Он примостился на тротуаре, спустив ноги к канавке, и посидел, согнувшись, слыша поднимающуюся к спине ломоту. Присела и старуха. Звон умолкнул, а ей все чудилось, что звонят. Холодно стало после жаркого вагона и пить хотелось.

– Чайку бы… – истомно сказал Андрон на ее мысли. – А к куму-то иттить надо.

Поднялся с трудом, вихляясь, и опять пошли они долгими переулками, все расспрашивал, как им пройти на Ордынку. Но каком-то глухом мосту городовой сказал им, что далеко, и посоветовал сесть на трамвай.

Наконец разыскали Ордынку и кума-кучера. Кучер надел синий казакин на лисе, с выпушкой, сводил в чайную, покормил ситным и баранками, про место сказал, что нечего и думать, коли руки такие – строго нынче стало, – и заплатил гривенник за чашку, разбитую Андроном.

– Ноне места тугие, харчи дорогие… – сипло говорил кучер, выправляя через кулак усы и отжимая подрубленные с затылка волосы вороной масти. – Лошадей господа переводят, скоро и нам, кучерам, шабаш. Бывало, пирогами швырялись, теперь и на ситный не наглядишься.

Андрон смотрел ему в рот и соглашался. Старуха жадно глотала напиток, и на сморщенном взмокшем лице ее была боль и забота. Поговорил кучер про войну, пожалел их за сына, сказал: «Понятное дело, всех ноне забота одолела», – и устроил ночевать в дворницкой.

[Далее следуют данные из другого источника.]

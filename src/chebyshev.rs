//! # Chebyshev Polynomials mod n
//!
//! Evaluates T_k(x) mod n with a binary ladder over k's bits, maintaining
//! the pair (T_m, T_{m+1}) under the identities
//!
//! - T_{2m}(x)   = 2·T_m(x)² − 1
//! - T_{2m+1}(x) = 2·T_m(x)·T_{m+1}(x) − x
//! - T_{2m+2}(x) = 2·T_{m+1}(x)² − 1
//!
//! The Pollard ρ combined variant uses T₂ as one of its iteration maps;
//! T_k's composition law T_j(T_k) = T_{jk} is what makes the family act
//! like exponentiation on group orders.
//!
//! Two ladders are provided: the branching one, and a variant that computes
//! both successor pairs every step and picks by bit index, so the sequence
//! of arithmetic operations does not depend on the exponent's bit pattern.

use rug::ops::RemRounding;
use rug::Integer;

/// T_k(x) mod n via the branching pair ladder.
pub fn chebyshev_mod(k: &Integer, x: &Integer, n: &Integer) -> Integer {
    debug_assert!(*k >= 0);
    debug_assert!(*n >= 1);
    if *n == 1 {
        return Integer::new();
    }
    let x = x.clone().rem_euc(n);
    if *k == 0 {
        return Integer::from(1u32);
    }

    // (a, b) = (T_m, T_{m+1}), m = 0 before the scan; each bit doubles m
    // and the set bit shifts the pair up by one.
    let mut a = Integer::from(1u32);
    let mut b = x.clone();
    let bits = k.significant_bits();
    for i in (0..bits).rev() {
        if k.get_bit(i) {
            let mid = step_mid(&a, &b, &x, n);
            b = step_high(&b, n);
            a = mid;
        } else {
            let mid = step_mid(&a, &b, &x, n);
            a = step_low(&a, n);
            b = mid;
        }
    }
    a
}

/// T_k(x) mod n computing both branch outcomes per step and selecting by
/// bit, so the operation sequence is independent of k's bit pattern.
///
/// Agrees bit-for-bit with [`chebyshev_mod`].
pub fn chebyshev_mod_ct(k: &Integer, x: &Integer, n: &Integer) -> Integer {
    debug_assert!(*k >= 0);
    debug_assert!(*n >= 1);
    if *n == 1 {
        return Integer::new();
    }
    let x = x.clone().rem_euc(n);
    if *k == 0 {
        return Integer::from(1u32);
    }

    let mut a = Integer::from(1u32);
    let mut b = x.clone();
    let bits = k.significant_bits();
    for i in (0..bits).rev() {
        let low = step_low(&a, n);
        let mid = step_mid(&a, &b, &x, n);
        let high = step_high(&b, n);
        let pair = [(low, mid.clone()), (mid, high)];
        let (na, nb) = pair[k.get_bit(i) as usize].clone();
        a = na;
        b = nb;
    }
    a
}

/// 2a² − 1 mod n  (T_{2m} from T_m).
fn step_low(a: &Integer, n: &Integer) -> Integer {
    let mut v = Integer::from(a * a);
    v *= 2u32;
    v -= 1u32;
    v.rem_euc(n)
}

/// 2ab − x mod n  (T_{2m+1} from T_m, T_{m+1}).
fn step_mid(a: &Integer, b: &Integer, x: &Integer, n: &Integer) -> Integer {
    let mut v = Integer::from(a * b);
    v *= 2u32;
    v -= x;
    v.rem_euc(n)
}

/// 2b² − 1 mod n  (T_{2m+2} from T_{m+1}).
fn step_high(b: &Integer, n: &Integer) -> Integer {
    let mut v = Integer::from(b * b);
    v *= 2u32;
    v -= 1u32;
    v.rem_euc(n)
}

#[cfg(test)]
mod tests {
    use super::*;

    /// Reference evaluation through the three-term recurrence
    /// T_{m+1} = 2x·T_m − T_{m−1}.
    fn chebyshev_naive(k: u32, x: &Integer, n: &Integer) -> Integer {
        let x = x.clone().rem_euc(n);
        let mut prev = Integer::from(1u32).rem_euc(n);
        let mut curr = x.clone();
        if k == 0 {
            return prev;
        }
        for _ in 1..k {
            let next = (Integer::from(2u32) * &x * &curr - &prev).rem_euc(n);
            prev = curr;
            curr = next;
        }
        curr
    }

    /// Ladder vs. the three-term recurrence for every k up to 40.
    #[test]
    fn ladder_matches_recurrence() {
        let n = Integer::from(1_000_003u32);
        for x in [0u32, 1, 2, 7, 123_456] {
            let x = Integer::from(x);
            for k in 0u32..=40 {
                assert_eq!(
                    chebyshev_mod(&Integer::from(k), &x, &n),
                    chebyshev_naive(k, &x, &n),
                    "k = {k}, x = {x}"
                );
            }
        }
    }

    /// Composition law T_j(T_k(x)) = T_{jk}(x) mod n.
    #[test]
    fn composition_law() {
        let n = Integer::from(10_000_019u32);
        let x = Integer::from(42u32);
        for (j, k) in [(2u32, 3u32), (5, 7), (11, 13)] {
            let inner = chebyshev_mod(&Integer::from(k), &x, &n);
            let composed = chebyshev_mod(&Integer::from(j), &inner, &n);
            let direct = chebyshev_mod(&Integer::from(j * k), &x, &n);
            assert_eq!(composed, direct, "T_{j}(T_{k})");
        }
    }

    /// The branch-free variant agrees bit-for-bit with the branching
    /// ladder, including large k.
    #[test]
    fn branch_free_agrees() {
        let n = Integer::from(1_000_003u32);
        let ks = [
            Integer::from(1u32),
            Integer::from(2u32),
            Integer::from(1023u32),
            Integer::from(u64::MAX),
            Integer::from(u64::MAX) * 12_345u32 + 678u32,
        ];
        for x in [2u32, 3, 999_999] {
            let x = Integer::from(x);
            for k in &ks {
                assert_eq!(chebyshev_mod_ct(k, &x, &n), chebyshev_mod(k, &x, &n), "k = {k}");
            }
        }
    }

    /// Degenerate parameters: modulus 1 collapses to 0, k = 0 is the
    /// constant polynomial 1.
    #[test]
    fn degenerate_parameters() {
        assert_eq!(
            chebyshev_mod(&Integer::from(5u32), &Integer::from(3u32), &Integer::from(1u32)),
            0
        );
        assert_eq!(
            chebyshev_mod(&Integer::new(), &Integer::from(3u32), &Integer::from(7u32)),
            1
        );
    }
}
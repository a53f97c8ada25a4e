//! # Continued-Fraction Iterators for √n
//!
//! Lazy sequences driving the CFRAC engine: the partial quotients
//! (a₀, a₁, a₂, …) of √n and the convergent numerators/denominators
//! (p_k, q_k) reduced mod n.
//!
//! The quotient recurrence keeps three integers (m, d, a):
//!
//! - m_{k+1} = d_k·a_k − m_k
//! - d_{k+1} = (n − m_{k+1}²) / d_k   (always an exact division)
//! - a_{k+1} = ⌊(a₀ + m_{k+1}) / d_{k+1}⌋
//!
//! starting from m₀ = 0, d₀ = 1, a₀ = ⌊√n⌋. Convergents follow the standard
//! p_k = a_k·p_{k−1} + p_{k−2}, q_k = a_k·q_{k−1} + q_{k−2}, reduced mod n —
//! safe because every downstream consumer needs values only mod n.
//!
//! Both iterators are empty when n is a perfect square (d would hit zero),
//! infinite otherwise, and `Clone` duplicates a cursor at its current
//! position for independent advancement.

use rug::Integer;

use crate::nt;

/// Lazy partial quotients a₀, a₁, a₂, … of √n.
#[derive(Clone, Debug)]
pub struct PartialQuotients {
    n: Integer,
    a0: Integer,
    m: Integer,
    d: Integer,
    a: Integer,
    started: bool,
    exhausted: bool,
}

impl PartialQuotients {
    /// Cursor at the start of the expansion. Empty for perfect squares.
    pub fn new(n: &Integer) -> Self {
        let exhausted = *n < 2 || nt::is_perfect_square(n);
        let a0 = if exhausted {
            Integer::new()
        } else {
            Integer::from(n.sqrt_ref())
        };
        PartialQuotients {
            n: n.clone(),
            a: a0.clone(),
            a0,
            m: Integer::new(),
            d: Integer::from(1u32),
            started: false,
            exhausted,
        }
    }

    /// ⌊√n⌋, the first quotient (zero when the expansion is empty).
    pub fn a0(&self) -> &Integer {
        &self.a0
    }
}

impl Iterator for PartialQuotients {
    type Item = Integer;

    fn next(&mut self) -> Option<Integer> {
        if self.exhausted {
            return None;
        }
        if !self.started {
            self.started = true;
            return Some(self.a0.clone());
        }
        self.m = Integer::from(&self.d * &self.a) - &self.m;
        self.d = (Integer::from(&self.n) - Integer::from(&self.m * &self.m)) / &self.d;
        self.a = (Integer::from(&self.a0 + &self.m)) / &self.d;
        Some(self.a.clone())
    }
}

/// One convergent of √n: the quotient that produced it and (p, q) mod n.
#[derive(Clone, Debug, PartialEq, Eq)]
pub struct Convergent {
    /// Partial quotient a_k.
    pub a: Integer,
    /// Numerator p_k mod n.
    pub p: Integer,
    /// Denominator q_k mod n.
    pub q: Integer,
}

/// Lazy convergents (p_k mod n, q_k mod n) of √n.
#[derive(Clone, Debug)]
pub struct Convergents {
    quotients: PartialQuotients,
    n: Integer,
    p_prev: Integer,
    p_prev2: Integer,
    q_prev: Integer,
    q_prev2: Integer,
}

impl Convergents {
    pub fn new(n: &Integer) -> Self {
        Convergents {
            quotients: PartialQuotients::new(n),
            n: n.clone(),
            // (p_{-1}, p_{-2}) = (1, 0), (q_{-1}, q_{-2}) = (0, 1)
            p_prev: Integer::from(1u32),
            p_prev2: Integer::new(),
            q_prev: Integer::new(),
            q_prev2: Integer::from(1u32),
        }
    }
}

impl Iterator for Convergents {
    type Item = Convergent;

    fn next(&mut self) -> Option<Convergent> {
        let a = self.quotients.next()?;
        let p = (Integer::from(&a * &self.p_prev) + &self.p_prev2) % &self.n;
        let q = (Integer::from(&a * &self.q_prev) + &self.q_prev2) % &self.n;
        self.p_prev2 = std::mem::replace(&mut self.p_prev, p.clone());
        self.q_prev2 = std::mem::replace(&mut self.q_prev, q.clone());
        Some(Convergent { a, p, q })
    }
}
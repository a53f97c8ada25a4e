//! # Montgomery Form for Arbitrary-Precision Odd Moduli
//!
//! Represents a residue x as x̄ = x·R mod n with R = 2^k, k = bitlen(n), so
//! that modular multiplication becomes REDC(x̄·ȳ) — a multiply, a masked
//! low-word multiply, and a shift, with one conditional subtraction and no
//! division by n.
//!
//! The engines treat Montgomery form as an optional fast path: GMP's
//! `pow_mod` is the default everywhere, and the context here serves callers
//! that perform long runs of multiplications against one fixed odd modulus.
//!
//! ## References
//!
//! - Peter L. Montgomery, "Modular Multiplication Without Trial Division",
//!   Mathematics of Computation, 44(170):519–521, 1985.

use rug::ops::RemRounding;
use rug::Integer;

use crate::error::{FactorError, Result};

/// Precomputed constants for a fixed odd modulus n > 1.
#[derive(Clone, Debug)]
pub struct Montgomery {
    n: Integer,
    /// R = 2^k.
    k: u32,
    /// R mod n — the Montgomery form of 1.
    r_mod_n: Integer,
    /// R² mod n, for conversion into Montgomery form.
    r2_mod_n: Integer,
    /// −n⁻¹ mod R.
    n_neg_inv: Integer,
}

impl Montgomery {
    /// Build a context for the odd modulus n > 1.
    pub fn new(n: &Integer) -> Result<Self> {
        if *n < 2 || n.is_even() {
            return Err(FactorError::InvalidInput("Montgomery modulus must be odd and > 1"));
        }
        let k = n.significant_bits();
        let r = Integer::from(1u32) << k;
        // n odd and R a power of two, so the inverse always exists.
        let inv = n.clone().invert(&r).expect("gcd(n, 2^k) = 1");
        let n_neg_inv = Integer::from(&r - &inv);
        let r_mod_n = Integer::from(&r % n);
        let r2_mod_n = Integer::from(&r_mod_n * &r_mod_n) % n;
        Ok(Montgomery {
            n: n.clone(),
            k,
            r_mod_n,
            r2_mod_n,
            n_neg_inv,
        })
    }

    /// The modulus this context reduces by.
    pub fn modulus(&self) -> &Integer {
        &self.n
    }

    /// Montgomery reduction: t·R⁻¹ mod n for 0 ≤ t < R·n.
    ///
    /// m = (t mod R)·(−n⁻¹) mod R makes t + m·n divisible by R exactly,
    /// and the quotient lies below 2n, so one subtraction suffices.
    pub fn redc(&self, t: Integer) -> Integer {
        let mut m = Integer::from(&t * &self.n_neg_inv);
        m.keep_bits_mut(self.k);
        let mut u = (t + m * &self.n) >> self.k;
        if u >= self.n {
            u -= &self.n;
        }
        u
    }

    /// x → x̄ = x·R mod n.
    pub fn to_mont(&self, x: &Integer) -> Integer {
        let folded = x.clone().rem_euc(&self.n);
        self.redc(folded * &self.r2_mod_n)
    }

    /// x̄ → x.
    pub fn from_mont(&self, x: &Integer) -> Integer {
        self.redc(x.clone())
    }

    /// Product of two Montgomery-form values, in Montgomery form.
    pub fn mul(&self, a: &Integer, b: &Integer) -> Integer {
        self.redc(Integer::from(a * b))
    }

    /// Square of a Montgomery-form value.
    pub fn sqr(&self, a: &Integer) -> Integer {
        self.redc(Integer::from(a * a))
    }

    /// The Montgomery form of 1.
    pub fn one(&self) -> Integer {
        self.r_mod_n.clone()
    }

    /// base^exp for a Montgomery-form base and plain non-negative exponent;
    /// the result stays in Montgomery form.
    pub fn pow(&self, base: &Integer, exp: &Integer) -> Integer {
        debug_assert!(*exp >= 0);
        if *exp == 0 {
            return self.one();
        }
        let bits = exp.significant_bits();
        let mut acc = base.clone();
        for i in (0..bits - 1).rev() {
            acc = self.sqr(&acc);
            if exp.get_bit(i) {
                acc = self.mul(&acc, base);
            }
        }
        acc
    }
}
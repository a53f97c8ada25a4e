//! # Sieve — Small-Prime Generation
//!
//! Prime tables feed three consumers: the CFRAC factor base (candidate odd
//! primes to filter by Legendre symbol), the p−1 and p+1 smoothness loops
//! (prime powers up to the stage bound), and the driver's trial-division
//! screen. Provides:
//!
//! 1. **Prime generation** (`generate_primes`) via an odd-only bitmap sieve
//!    of Eratosthenes — one bit per odd number, composites marked from p²
//!    in strides of 2p.
//! 2. **Windowed generation** (`primes_in_range`) — a segmented sieve over
//!    [lo, hi] driven by the base primes up to √hi. The factor-base builder
//!    grows its candidate window with this instead of re-sieving from
//!    scratch every time the Legendre filter comes up short.
//! 3. **Modular exponentiation** (`pow_mod`) on u64, MSB-first over the
//!    exponent bits with u128 intermediates — the same ladder shape as the
//!    crate's arbitrary-precision exponentiation.
//! 4. **Trial-division factorization** (`factor_u64`): powers of two peeled
//!    off by `trailing_zeros`, then odd divisors only. Used for small
//!    cofactors and for refactoring CFRAC residues in tests.

use crate::error::FactorError;

/// Largest accepted sieve bound. One bit covers each odd number, so this
/// keeps the bitmap (~600 MB here) inside addressable memory.
pub const MAX_SIEVE_BOUND: u64 = 10_000_000_000;

/// Index of the odd number v ≥ 3 in the bitmap.
#[inline]
fn odd_index(v: usize) -> usize {
    (v - 3) / 2
}

/// Generate all primes up to `limit` (inclusive) with an odd-only bitmap.
///
/// Bit i stands for the odd number 2i + 3; a set bit marks a composite.
/// Memory is one bit per odd number, 1/16 of a naive byte sieve.
pub fn generate_primes(limit: u64) -> Vec<u64> {
    if limit < 2 {
        return vec![];
    }
    let limit = limit as usize;
    let odds = if limit >= 3 { (limit - 1) / 2 } else { 0 };
    let mut composite = vec![0u64; odds.div_ceil(64).max(1)];

    let mut d = 3usize;
    while d * d <= limit {
        let di = odd_index(d);
        if composite[di / 64] >> (di % 64) & 1 == 0 {
            // First unmarked multiple is d²; smaller ones carry a smaller
            // prime factor and are already marked.
            let mut m = d * d;
            while m <= limit {
                let mi = odd_index(m);
                composite[mi / 64] |= 1 << (mi % 64);
                m += 2 * d;
            }
        }
        d += 2;
    }

    let mut primes = Vec::with_capacity(prime_count_hint(limit));
    primes.push(2);
    for i in 0..odds {
        if composite[i / 64] >> (i % 64) & 1 == 0 {
            primes.push((2 * i + 3) as u64);
        }
    }
    primes
}

/// Primes in [lo, hi], sieved as one segment.
///
/// Composites in the window are struck out by the base primes ≤ √hi; the
/// CFRAC factor-base builder calls this repeatedly with adjacent windows,
/// so already-scanned candidates are never re-sieved.
pub fn primes_in_range(lo: u64, hi: u64) -> Vec<u64> {
    if hi < lo || hi < 2 {
        return vec![];
    }
    let mut out = Vec::new();
    if lo <= 2 {
        out.push(2);
    }

    // The odd window [start, hi].
    let mut start = lo.max(3);
    if start % 2 == 0 {
        start += 1;
    }
    if start > hi {
        return out;
    }
    let odds = ((hi - start) / 2 + 1) as usize;
    let mut composite = vec![0u64; odds.div_ceil(64).max(1)];

    let root = (hi as f64).sqrt() as u64 + 1;
    for &p in generate_primes(root).iter().skip(1) {
        if p * p > hi {
            break;
        }
        // First odd multiple of p inside the window, never below p².
        let mut m = p * p;
        if m < start {
            m = start.div_ceil(p) * p;
            if m % 2 == 0 {
                m += p;
            }
        }
        while m <= hi {
            let idx = ((m - start) / 2) as usize;
            composite[idx / 64] |= 1 << (idx % 64);
            m += 2 * p;
        }
    }

    for i in 0..odds {
        if composite[i / 64] >> (i % 64) & 1 == 0 {
            out.push(start + 2 * i as u64);
        }
    }
    out
}

/// Like [`generate_primes`], but rejects bounds that would not fit in memory.
///
/// The p−1 reference variant computes its stage bound from n and clamps it to
/// 10^15; a caller-supplied bound is not clamped, so it is validated here.
pub fn generate_primes_checked(limit: u64) -> Result<Vec<u64>, FactorError> {
    if limit > MAX_SIEVE_BOUND {
        return Err(FactorError::CapacityExceeded(limit));
    }
    Ok(generate_primes(limit))
}

/// Capacity hint from the prime counting function, n/(ln n − 1).
fn prime_count_hint(n: usize) -> usize {
    if n < 17 {
        return 8;
    }
    let nf = n as f64;
    (nf / (nf.ln() - 1.0)) as usize + 8
}

/// a·b mod m without overflow, via u128 widening.
#[inline]
fn mul_mod(a: u64, b: u64, m: u64) -> u64 {
    (a as u128 * b as u128 % m as u128) as u64
}

/// base^exp mod modulus, scanning the exponent from its most significant
/// bit — square always, multiply on set bits.
pub fn pow_mod(base: u64, exp: u64, modulus: u64) -> u64 {
    if modulus == 1 {
        return 0;
    }
    let base = base % modulus;
    let mut acc = 1u64;
    for i in (0..64 - exp.leading_zeros()).rev() {
        acc = mul_mod(acc, acc, modulus);
        if exp >> i & 1 == 1 {
            acc = mul_mod(acc, base, modulus);
        }
    }
    acc
}

/// Trial-division factorization of a u64 into ascending (prime, exponent)
/// pairs. Powers of two come off in one step; only odd divisors are tried
/// after that.
pub fn factor_u64(mut n: u64) -> Vec<(u64, u32)> {
    let mut factors = Vec::new();
    if n == 0 {
        return factors;
    }
    let twos = n.trailing_zeros();
    if twos > 0 {
        factors.push((2, twos));
        n >>= twos;
    }
    let mut d = 3u64;
    while d * d <= n {
        if n % d == 0 {
            let mut exp = 0u32;
            while n % d == 0 {
                n /= d;
                exp += 1;
            }
            factors.push((d, exp));
        }
        d += 2;
    }
    if n > 1 {
        factors.push((n, 1));
    }
    factors
}

#[cfg(test)]
mod tests {
    use super::*;

    /// The sieve must agree with a hand-checked prefix of the primes.
    #[test]
    fn generate_primes_small_prefix() {
        assert_eq!(
            generate_primes(30),
            vec![2, 3, 5, 7, 11, 13, 17, 19, 23, 29]
        );
    }

    /// Degenerate limits: below 2 there are no primes; 2 itself sits
    /// outside the odd bitmap and must still be emitted.
    #[test]
    fn generate_primes_degenerate_limits() {
        assert!(generate_primes(0).is_empty());
        assert!(generate_primes(1).is_empty());
        assert_eq!(generate_primes(2), vec![2]);
        assert_eq!(generate_primes(5), vec![2, 3, 5]);
        assert_eq!(generate_primes(6), vec![2, 3, 5]);
    }

    /// pi(10^6) = 78498 — a classic checksum for sieve correctness.
    #[test]
    fn generate_primes_count_to_one_million() {
        assert_eq!(generate_primes(1_000_000).len(), 78_498);
    }

    /// A prime limit must be included; its successor must not introduce
    /// anything new until the next prime.
    #[test]
    fn generate_primes_inclusive_bound() {
        let upto_97 = generate_primes(97);
        assert_eq!(*upto_97.last().unwrap(), 97);
        assert_eq!(generate_primes(100), upto_97);
    }

    /// A segment starting at 2 reproduces the plain sieve, and adjacent
    /// windows concatenate to it — the property the factor-base builder
    /// depends on.
    #[test]
    fn primes_in_range_matches_plain_sieve() {
        assert_eq!(primes_in_range(2, 500), generate_primes(500));
        let mut stitched = primes_in_range(2, 100);
        stitched.extend(primes_in_range(101, 350));
        stitched.extend(primes_in_range(351, 500));
        assert_eq!(stitched, generate_primes(500));
    }

    /// Interior windows: exact contents, inclusive bounds on both ends,
    /// and the empty cases.
    #[test]
    fn primes_in_range_windows() {
        assert_eq!(primes_in_range(10, 30), vec![11, 13, 17, 19, 23, 29]);
        assert_eq!(primes_in_range(23, 29), vec![23, 29]);
        assert_eq!(primes_in_range(90, 96), vec![]);
        assert_eq!(primes_in_range(30, 10), vec![]);
        assert_eq!(primes_in_range(0, 1), vec![]);
        // A window consisting of one prime square
        assert_eq!(primes_in_range(49, 49), vec![]);
    }

    /// Bounds above `MAX_SIEVE_BOUND` are rejected rather than attempted.
    #[test]
    fn generate_primes_checked_rejects_huge_bound() {
        let err = generate_primes_checked(MAX_SIEVE_BOUND + 1).unwrap_err();
        assert_eq!(err, FactorError::CapacityExceeded(MAX_SIEVE_BOUND + 1));
        assert!(generate_primes_checked(1000).is_ok());
    }

    /// pow_mod against independently computed values, including the
    /// modulus-1 convention and exponent 0.
    #[test]
    fn pow_mod_known_values() {
        assert_eq!(pow_mod(2, 10, 1000), 24);
        assert_eq!(pow_mod(3, 0, 17), 1);
        assert_eq!(pow_mod(5, 3, 1), 0);
        // Fermat: a^(p-1) ≡ 1 (mod p)
        assert_eq!(pow_mod(7, 1_000_002, 1_000_003), 1);
        // Widening check: squaring near 2^63 must not overflow
        assert_eq!(pow_mod(u64::MAX - 1, 2, u64::MAX), 1);
    }

    /// factor_u64 must recover known factorizations with exponents.
    #[test]
    fn factor_u64_known_values() {
        assert_eq!(factor_u64(360), vec![(2, 3), (3, 2), (5, 1)]);
        assert_eq!(factor_u64(97), vec![(97, 1)]);
        assert_eq!(factor_u64(1), vec![]);
        assert_eq!(factor_u64(0), vec![]);
        assert_eq!(factor_u64(1 << 20), vec![(2, 20)]);
        assert_eq!(factor_u64(2047), vec![(23, 1), (89, 1)]);
    }
}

Было воскресенье, звонили колокола. Старуха проснулась рано, на благовест, но в церковь идти побоялась. Сидели до света и ждали кума. А кум повез хозяев к обедне и наказал ждать – приедет, напоит их чаем с пирогами. Они тихо сидели в дворницкой, боясь выйти во двор, где подметал молодой черноусый дворник. Старухе хотелось поскорей к сыну, но Андрон говорил погодить, а то осердится кум, что ушли против его слова. Так просидели они до двенадцатого часу. Приехал кум в лаковых санях и плисовой шапке с позументом, управился и повел пить чай с пирогами.

В кухне было жарко и хорошо пахло кашей и луком. Кухарка положила перед ними по пирогу и все наливала чашки, а они накрывали их и отказывались. Старуха понемножку осмотрелась, бережно жевала пирог и плакалась, рассказывая про сына и про Андрона, и, как и в вагоне, все молча присматривалась, как ходило и расплескивалось в его руке блюдечко с чаем.

– Сынка-то бы нам спроведать, мы не в гости… – оправдывалась старуха.

– Погостите, что ж… – говорила кухарка. – Мы гостям завсегда рады.

Они поблагодарили и пошли к сыну.

Над воротами большого дома был белый флаг с красным крестом, у ворот стоял бородатый солдат с повязанными ушами и курил. У старухи заколотилось сердце и запросились слезы. Спросила у солдата про сына Павла.

– Есть у нас и Павлы, – сказал солдат. – А вот как по фамилии?..

– Лучков наш-то, – сказал Андрон, – русый из себя-то, в меня…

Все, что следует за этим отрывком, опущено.